Collected data entries
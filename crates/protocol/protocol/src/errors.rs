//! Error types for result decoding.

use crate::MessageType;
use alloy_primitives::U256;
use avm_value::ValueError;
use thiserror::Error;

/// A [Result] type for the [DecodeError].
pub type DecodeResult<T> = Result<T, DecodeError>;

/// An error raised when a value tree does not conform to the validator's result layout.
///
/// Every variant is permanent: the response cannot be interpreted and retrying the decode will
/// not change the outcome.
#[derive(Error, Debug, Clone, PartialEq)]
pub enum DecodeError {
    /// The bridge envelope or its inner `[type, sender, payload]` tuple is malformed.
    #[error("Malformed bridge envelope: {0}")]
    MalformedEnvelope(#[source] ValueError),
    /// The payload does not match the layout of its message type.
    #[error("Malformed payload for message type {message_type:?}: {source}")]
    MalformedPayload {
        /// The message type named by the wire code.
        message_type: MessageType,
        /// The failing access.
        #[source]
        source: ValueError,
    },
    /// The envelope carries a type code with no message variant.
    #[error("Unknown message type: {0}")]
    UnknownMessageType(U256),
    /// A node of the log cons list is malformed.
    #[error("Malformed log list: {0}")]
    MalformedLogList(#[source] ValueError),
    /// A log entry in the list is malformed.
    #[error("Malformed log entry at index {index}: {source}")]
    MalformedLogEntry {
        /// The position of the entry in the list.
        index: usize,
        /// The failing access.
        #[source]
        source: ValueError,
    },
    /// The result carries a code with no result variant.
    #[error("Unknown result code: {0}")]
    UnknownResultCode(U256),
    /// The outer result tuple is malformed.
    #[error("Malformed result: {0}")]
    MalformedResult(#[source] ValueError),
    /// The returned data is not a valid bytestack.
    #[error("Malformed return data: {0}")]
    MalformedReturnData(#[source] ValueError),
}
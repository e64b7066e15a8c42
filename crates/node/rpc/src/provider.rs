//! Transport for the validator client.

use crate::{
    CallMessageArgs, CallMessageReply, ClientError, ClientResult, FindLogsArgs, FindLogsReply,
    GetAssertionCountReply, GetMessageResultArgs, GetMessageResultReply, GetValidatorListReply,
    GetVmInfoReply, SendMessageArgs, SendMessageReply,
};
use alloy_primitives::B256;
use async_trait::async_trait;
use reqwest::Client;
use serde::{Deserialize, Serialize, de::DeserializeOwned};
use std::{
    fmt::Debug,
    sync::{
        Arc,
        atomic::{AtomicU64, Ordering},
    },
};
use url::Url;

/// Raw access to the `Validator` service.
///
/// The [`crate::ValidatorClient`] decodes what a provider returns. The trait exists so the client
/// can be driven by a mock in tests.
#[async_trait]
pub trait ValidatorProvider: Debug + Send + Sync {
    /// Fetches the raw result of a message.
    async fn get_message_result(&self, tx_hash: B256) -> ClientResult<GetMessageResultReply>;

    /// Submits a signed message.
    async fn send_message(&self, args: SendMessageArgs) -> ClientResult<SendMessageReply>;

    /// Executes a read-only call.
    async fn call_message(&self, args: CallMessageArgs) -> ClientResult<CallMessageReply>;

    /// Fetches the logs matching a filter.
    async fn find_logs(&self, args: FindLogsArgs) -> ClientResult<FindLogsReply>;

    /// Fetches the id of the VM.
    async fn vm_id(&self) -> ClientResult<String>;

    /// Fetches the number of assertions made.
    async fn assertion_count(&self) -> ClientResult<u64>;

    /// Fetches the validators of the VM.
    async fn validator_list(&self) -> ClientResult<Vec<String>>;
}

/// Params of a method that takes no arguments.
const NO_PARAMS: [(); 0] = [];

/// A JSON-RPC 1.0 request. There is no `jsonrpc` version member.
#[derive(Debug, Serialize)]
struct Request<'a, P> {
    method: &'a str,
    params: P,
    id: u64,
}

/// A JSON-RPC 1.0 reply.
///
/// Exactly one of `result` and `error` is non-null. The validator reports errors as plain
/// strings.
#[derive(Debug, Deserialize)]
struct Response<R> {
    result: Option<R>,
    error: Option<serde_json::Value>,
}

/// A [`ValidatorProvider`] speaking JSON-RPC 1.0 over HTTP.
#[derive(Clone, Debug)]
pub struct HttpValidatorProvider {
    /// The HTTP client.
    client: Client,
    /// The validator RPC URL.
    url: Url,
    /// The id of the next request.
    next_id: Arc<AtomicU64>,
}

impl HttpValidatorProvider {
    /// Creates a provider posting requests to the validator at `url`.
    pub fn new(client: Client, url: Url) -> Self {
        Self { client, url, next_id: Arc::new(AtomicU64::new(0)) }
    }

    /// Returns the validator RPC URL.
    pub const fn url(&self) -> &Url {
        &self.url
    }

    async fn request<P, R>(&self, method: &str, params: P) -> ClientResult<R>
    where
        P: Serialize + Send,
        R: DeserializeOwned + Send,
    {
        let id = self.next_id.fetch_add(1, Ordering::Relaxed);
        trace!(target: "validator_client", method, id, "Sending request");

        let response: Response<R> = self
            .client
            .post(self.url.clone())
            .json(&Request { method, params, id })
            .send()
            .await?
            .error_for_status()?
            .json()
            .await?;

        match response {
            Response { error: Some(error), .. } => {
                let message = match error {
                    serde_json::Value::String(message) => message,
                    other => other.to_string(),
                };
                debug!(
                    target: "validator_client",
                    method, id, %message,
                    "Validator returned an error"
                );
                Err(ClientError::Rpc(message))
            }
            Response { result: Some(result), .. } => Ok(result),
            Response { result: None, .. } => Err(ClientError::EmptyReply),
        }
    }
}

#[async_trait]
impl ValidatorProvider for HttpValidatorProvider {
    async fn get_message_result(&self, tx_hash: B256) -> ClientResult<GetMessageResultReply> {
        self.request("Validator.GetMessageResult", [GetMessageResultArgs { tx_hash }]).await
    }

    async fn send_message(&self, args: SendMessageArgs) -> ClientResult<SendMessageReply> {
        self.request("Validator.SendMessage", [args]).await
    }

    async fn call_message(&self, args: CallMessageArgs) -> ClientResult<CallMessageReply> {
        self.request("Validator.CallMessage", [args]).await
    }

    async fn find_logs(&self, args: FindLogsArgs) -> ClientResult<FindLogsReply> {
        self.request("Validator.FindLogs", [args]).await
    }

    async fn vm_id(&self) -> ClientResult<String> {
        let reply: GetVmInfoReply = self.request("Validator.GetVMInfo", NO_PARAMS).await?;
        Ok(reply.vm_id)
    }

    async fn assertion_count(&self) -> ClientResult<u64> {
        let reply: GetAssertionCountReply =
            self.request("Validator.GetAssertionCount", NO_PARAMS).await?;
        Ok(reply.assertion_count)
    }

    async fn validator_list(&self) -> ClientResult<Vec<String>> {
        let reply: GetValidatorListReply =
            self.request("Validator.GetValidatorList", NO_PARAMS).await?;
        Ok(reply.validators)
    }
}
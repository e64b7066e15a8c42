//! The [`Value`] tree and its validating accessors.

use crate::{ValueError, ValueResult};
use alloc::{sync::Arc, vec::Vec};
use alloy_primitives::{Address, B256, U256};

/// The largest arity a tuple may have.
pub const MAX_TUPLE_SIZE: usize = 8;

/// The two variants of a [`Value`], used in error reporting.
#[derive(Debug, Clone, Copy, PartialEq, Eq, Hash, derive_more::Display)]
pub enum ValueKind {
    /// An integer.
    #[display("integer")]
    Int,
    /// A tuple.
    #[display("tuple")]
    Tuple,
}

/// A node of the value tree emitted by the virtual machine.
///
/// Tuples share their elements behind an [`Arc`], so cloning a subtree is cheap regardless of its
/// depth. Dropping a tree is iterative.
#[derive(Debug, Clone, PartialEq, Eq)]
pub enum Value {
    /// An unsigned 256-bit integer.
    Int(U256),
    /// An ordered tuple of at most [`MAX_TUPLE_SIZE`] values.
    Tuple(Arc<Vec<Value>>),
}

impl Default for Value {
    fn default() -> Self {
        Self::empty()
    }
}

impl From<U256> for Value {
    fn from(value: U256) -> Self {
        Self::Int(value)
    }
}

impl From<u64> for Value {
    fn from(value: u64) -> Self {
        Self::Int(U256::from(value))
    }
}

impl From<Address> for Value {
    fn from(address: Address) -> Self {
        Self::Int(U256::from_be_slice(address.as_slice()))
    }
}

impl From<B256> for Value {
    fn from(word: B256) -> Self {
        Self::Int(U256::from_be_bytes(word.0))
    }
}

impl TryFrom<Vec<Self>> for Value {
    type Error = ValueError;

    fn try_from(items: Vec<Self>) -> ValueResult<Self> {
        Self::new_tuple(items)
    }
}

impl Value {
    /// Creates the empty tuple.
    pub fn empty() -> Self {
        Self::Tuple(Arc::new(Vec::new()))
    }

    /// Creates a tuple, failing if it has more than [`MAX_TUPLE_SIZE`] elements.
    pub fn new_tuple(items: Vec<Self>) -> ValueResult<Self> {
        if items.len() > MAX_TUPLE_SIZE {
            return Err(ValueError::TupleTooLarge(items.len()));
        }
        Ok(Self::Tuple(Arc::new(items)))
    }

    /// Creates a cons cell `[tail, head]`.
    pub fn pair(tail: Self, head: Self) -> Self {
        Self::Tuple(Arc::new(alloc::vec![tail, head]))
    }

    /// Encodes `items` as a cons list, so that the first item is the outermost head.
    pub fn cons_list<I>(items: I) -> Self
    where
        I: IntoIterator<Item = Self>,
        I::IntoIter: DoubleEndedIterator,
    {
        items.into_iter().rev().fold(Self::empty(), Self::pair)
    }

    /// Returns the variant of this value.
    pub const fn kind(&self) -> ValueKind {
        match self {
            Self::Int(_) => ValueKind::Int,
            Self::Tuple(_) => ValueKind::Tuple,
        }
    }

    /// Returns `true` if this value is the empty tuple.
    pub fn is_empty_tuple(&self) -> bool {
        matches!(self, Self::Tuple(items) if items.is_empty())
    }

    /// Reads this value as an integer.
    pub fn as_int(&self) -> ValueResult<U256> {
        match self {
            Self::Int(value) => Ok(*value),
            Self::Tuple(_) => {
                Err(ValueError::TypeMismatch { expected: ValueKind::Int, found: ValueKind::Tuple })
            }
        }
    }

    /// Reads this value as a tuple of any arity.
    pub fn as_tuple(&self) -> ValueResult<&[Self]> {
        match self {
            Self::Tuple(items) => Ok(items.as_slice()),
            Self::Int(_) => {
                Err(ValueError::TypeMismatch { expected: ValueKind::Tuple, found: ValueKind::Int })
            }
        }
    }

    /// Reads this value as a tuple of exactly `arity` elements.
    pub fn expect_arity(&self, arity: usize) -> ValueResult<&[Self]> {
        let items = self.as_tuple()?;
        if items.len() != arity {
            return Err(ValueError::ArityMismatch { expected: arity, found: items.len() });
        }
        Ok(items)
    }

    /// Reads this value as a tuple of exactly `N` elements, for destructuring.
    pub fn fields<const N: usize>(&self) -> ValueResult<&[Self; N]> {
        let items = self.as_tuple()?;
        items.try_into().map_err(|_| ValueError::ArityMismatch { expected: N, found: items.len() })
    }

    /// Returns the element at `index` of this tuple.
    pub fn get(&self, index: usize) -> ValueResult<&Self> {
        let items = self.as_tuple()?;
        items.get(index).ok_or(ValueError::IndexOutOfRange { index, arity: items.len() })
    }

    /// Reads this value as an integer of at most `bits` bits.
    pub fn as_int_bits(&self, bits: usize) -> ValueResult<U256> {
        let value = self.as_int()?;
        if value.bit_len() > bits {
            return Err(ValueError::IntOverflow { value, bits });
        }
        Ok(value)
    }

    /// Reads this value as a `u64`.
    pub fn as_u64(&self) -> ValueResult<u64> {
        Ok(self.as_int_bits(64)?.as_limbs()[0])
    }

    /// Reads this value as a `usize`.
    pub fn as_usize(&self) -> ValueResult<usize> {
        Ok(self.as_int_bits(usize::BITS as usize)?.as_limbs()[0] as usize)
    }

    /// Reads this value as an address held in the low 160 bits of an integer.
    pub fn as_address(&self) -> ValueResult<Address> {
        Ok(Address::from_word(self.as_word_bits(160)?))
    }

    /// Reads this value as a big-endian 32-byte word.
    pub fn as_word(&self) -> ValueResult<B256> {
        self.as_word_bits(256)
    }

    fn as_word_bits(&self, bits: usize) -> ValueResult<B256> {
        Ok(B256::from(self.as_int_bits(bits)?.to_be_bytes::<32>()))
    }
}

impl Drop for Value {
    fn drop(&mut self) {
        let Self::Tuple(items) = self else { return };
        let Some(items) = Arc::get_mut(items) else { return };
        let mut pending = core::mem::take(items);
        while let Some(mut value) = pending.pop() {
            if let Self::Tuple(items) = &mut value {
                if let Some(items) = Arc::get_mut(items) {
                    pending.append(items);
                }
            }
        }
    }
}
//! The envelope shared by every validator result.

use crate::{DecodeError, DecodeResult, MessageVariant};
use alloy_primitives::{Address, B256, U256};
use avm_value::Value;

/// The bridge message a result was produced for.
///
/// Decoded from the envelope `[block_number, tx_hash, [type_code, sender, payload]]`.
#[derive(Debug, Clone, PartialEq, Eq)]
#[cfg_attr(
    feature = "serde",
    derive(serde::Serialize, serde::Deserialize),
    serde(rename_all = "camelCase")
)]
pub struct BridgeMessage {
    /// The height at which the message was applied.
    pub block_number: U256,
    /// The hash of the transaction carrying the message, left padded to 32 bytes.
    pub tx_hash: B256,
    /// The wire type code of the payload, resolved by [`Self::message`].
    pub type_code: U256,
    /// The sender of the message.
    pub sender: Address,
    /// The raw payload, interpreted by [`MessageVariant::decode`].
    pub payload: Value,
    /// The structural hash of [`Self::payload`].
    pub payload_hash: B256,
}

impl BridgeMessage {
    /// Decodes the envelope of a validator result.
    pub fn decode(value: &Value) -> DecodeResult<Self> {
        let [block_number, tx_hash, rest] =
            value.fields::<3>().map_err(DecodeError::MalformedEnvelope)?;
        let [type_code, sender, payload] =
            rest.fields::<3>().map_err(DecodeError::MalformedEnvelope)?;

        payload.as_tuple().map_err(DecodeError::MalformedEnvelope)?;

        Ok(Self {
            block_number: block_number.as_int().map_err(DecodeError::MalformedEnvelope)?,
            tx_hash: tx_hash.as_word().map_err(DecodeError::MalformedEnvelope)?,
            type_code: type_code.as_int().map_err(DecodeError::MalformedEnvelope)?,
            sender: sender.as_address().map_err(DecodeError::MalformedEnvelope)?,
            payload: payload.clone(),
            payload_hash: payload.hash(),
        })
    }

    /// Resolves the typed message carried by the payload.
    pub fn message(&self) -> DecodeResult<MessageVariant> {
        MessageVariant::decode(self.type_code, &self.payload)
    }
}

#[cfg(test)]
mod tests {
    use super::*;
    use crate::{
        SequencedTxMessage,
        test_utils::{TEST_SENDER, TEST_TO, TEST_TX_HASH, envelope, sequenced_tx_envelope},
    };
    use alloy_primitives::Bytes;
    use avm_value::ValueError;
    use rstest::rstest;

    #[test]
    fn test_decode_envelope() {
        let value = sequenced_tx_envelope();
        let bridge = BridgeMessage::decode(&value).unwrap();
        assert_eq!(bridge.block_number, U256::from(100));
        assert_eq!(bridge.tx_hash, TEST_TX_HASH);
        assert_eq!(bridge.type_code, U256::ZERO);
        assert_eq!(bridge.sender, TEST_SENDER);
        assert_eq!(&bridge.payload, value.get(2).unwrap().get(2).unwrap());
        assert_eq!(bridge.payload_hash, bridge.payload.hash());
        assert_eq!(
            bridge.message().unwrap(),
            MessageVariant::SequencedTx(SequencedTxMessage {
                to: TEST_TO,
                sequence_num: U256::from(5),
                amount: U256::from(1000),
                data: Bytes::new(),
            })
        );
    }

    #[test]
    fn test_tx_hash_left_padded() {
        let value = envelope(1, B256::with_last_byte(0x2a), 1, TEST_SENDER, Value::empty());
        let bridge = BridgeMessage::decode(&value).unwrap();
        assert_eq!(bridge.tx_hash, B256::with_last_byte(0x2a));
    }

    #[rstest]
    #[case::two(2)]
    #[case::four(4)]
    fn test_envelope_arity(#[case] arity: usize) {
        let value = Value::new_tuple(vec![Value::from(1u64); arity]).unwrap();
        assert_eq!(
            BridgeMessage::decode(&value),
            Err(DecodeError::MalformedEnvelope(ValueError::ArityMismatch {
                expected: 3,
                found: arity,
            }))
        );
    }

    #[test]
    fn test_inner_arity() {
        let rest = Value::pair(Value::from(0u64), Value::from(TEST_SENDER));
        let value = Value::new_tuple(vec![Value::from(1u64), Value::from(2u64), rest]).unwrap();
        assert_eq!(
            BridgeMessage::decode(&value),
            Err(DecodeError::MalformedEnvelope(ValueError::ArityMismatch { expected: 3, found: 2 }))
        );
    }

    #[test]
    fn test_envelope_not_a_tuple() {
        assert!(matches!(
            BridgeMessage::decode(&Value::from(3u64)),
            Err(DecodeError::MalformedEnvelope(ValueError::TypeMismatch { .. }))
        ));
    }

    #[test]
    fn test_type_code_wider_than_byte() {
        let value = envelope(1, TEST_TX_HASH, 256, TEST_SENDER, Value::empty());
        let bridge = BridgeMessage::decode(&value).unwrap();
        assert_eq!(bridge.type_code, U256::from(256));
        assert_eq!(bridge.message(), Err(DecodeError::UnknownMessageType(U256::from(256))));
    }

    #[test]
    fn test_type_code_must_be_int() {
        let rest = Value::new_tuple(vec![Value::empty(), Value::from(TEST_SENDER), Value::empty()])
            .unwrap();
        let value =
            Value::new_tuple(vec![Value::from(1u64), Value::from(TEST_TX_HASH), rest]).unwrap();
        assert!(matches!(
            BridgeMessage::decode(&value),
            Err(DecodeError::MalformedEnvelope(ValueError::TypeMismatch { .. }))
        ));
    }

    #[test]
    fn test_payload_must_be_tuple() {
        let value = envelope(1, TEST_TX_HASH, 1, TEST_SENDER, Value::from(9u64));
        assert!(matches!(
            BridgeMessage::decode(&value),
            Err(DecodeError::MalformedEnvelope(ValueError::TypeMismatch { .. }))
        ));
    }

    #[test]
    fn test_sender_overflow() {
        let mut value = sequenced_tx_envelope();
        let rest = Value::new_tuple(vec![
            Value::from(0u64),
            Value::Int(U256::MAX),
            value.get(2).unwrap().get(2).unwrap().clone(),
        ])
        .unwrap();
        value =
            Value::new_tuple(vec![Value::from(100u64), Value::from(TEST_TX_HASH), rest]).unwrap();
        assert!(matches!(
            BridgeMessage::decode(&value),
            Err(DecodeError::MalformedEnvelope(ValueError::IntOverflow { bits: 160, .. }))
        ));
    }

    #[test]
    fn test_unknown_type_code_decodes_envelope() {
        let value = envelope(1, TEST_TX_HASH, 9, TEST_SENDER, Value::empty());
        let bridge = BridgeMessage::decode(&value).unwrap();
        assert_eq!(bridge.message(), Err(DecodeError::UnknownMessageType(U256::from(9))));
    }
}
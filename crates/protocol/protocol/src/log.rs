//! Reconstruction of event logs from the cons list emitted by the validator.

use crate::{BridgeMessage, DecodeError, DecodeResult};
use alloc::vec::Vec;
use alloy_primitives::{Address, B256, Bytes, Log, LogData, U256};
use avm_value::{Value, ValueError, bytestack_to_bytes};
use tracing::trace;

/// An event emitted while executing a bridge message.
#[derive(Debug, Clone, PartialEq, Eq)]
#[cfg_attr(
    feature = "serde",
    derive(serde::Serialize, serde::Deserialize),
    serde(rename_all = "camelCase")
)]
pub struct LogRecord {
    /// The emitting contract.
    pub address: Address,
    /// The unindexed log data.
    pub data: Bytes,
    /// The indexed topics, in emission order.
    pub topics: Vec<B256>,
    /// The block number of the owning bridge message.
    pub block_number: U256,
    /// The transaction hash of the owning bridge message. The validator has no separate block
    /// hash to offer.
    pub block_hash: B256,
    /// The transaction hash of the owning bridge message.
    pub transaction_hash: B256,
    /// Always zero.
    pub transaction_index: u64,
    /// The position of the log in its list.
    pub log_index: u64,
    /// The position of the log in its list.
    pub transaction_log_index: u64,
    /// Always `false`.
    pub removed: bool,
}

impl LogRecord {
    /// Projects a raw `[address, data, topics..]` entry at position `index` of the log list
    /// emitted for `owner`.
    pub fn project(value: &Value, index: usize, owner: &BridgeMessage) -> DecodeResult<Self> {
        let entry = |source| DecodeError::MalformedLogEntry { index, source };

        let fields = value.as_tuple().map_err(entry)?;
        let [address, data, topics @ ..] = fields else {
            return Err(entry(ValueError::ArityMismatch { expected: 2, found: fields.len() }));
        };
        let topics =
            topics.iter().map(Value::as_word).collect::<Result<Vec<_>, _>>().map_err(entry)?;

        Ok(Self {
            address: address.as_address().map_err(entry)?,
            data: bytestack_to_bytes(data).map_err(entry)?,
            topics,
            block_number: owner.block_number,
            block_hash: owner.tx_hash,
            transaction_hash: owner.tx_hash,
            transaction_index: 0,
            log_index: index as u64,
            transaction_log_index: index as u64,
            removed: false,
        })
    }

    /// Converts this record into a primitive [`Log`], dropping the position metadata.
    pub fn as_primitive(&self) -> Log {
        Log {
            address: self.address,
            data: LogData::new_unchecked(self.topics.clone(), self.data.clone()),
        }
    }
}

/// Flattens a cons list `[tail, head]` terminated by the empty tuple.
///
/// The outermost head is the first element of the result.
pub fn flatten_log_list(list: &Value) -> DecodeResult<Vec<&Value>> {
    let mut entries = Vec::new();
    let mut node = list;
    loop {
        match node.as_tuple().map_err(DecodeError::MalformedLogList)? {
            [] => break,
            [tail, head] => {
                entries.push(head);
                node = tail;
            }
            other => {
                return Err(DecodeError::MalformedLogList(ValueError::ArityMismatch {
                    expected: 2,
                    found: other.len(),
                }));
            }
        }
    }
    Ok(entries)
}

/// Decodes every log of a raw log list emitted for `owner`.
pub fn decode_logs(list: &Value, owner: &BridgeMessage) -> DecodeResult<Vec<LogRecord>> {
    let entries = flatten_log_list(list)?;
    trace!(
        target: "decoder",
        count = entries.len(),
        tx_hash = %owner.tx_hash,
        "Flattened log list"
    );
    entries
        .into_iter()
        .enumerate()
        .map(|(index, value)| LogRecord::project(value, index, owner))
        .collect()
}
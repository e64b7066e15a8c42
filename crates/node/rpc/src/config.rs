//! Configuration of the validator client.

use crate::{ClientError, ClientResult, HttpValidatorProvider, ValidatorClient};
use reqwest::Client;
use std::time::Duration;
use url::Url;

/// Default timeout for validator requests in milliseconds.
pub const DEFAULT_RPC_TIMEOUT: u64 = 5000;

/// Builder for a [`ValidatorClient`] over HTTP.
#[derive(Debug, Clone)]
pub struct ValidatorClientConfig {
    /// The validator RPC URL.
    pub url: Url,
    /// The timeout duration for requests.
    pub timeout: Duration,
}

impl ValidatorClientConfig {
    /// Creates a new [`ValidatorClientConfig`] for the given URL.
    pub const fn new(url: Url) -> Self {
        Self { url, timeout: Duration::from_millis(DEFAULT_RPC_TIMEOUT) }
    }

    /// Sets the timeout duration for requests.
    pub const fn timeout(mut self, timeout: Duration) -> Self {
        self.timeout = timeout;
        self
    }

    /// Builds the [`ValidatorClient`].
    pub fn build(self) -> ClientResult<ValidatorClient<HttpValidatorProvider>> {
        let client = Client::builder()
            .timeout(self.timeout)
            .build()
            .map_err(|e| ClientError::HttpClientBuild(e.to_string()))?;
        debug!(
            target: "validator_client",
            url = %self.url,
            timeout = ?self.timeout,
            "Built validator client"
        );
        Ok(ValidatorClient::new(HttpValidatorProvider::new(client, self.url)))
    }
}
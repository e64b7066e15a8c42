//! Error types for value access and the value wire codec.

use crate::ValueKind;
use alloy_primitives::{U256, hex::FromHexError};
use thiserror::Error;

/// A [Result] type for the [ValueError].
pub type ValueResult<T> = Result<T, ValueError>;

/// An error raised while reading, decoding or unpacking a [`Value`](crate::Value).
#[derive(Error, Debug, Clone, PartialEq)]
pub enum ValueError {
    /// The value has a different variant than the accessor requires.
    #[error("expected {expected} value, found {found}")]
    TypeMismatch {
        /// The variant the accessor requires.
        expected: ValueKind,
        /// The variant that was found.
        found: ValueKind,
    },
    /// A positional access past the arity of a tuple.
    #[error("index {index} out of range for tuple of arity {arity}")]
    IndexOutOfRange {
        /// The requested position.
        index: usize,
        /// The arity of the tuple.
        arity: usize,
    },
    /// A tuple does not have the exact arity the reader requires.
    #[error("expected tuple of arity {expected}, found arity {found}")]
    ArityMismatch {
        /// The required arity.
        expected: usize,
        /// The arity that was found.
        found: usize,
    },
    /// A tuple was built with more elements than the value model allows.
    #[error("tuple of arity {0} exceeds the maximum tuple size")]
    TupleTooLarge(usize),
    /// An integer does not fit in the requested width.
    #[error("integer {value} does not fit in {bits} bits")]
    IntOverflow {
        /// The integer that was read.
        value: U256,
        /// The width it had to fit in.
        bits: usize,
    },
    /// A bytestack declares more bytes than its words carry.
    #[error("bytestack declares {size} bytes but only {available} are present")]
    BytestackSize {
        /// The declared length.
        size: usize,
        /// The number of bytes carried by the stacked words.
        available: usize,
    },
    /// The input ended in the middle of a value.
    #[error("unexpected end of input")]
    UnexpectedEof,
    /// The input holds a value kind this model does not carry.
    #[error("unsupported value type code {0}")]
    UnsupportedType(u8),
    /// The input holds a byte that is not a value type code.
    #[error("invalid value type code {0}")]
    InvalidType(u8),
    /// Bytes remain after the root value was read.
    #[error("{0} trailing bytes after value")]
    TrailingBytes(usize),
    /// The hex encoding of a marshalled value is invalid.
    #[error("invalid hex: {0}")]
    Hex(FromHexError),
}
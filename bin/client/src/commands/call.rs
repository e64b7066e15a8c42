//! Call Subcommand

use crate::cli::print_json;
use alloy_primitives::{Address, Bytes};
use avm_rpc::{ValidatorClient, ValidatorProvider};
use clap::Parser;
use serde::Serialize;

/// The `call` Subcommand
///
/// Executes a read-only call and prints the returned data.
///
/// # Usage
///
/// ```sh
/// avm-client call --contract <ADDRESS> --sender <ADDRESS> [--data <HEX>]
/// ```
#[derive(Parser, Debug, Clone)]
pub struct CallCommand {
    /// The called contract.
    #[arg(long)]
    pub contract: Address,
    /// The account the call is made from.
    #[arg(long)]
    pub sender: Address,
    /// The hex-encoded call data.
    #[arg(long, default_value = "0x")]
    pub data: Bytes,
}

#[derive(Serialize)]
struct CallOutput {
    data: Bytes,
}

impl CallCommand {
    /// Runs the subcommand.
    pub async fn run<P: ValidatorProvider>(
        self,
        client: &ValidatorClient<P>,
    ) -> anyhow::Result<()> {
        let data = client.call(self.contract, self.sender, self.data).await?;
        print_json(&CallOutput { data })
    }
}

● YOUR ASSIGNMENT
Reproduce each line of the records in which "available" appears.

● SOLVED EXERCISE
    #[error("bytestack declares {size} bytes but only {available} are present")]
        available: usize,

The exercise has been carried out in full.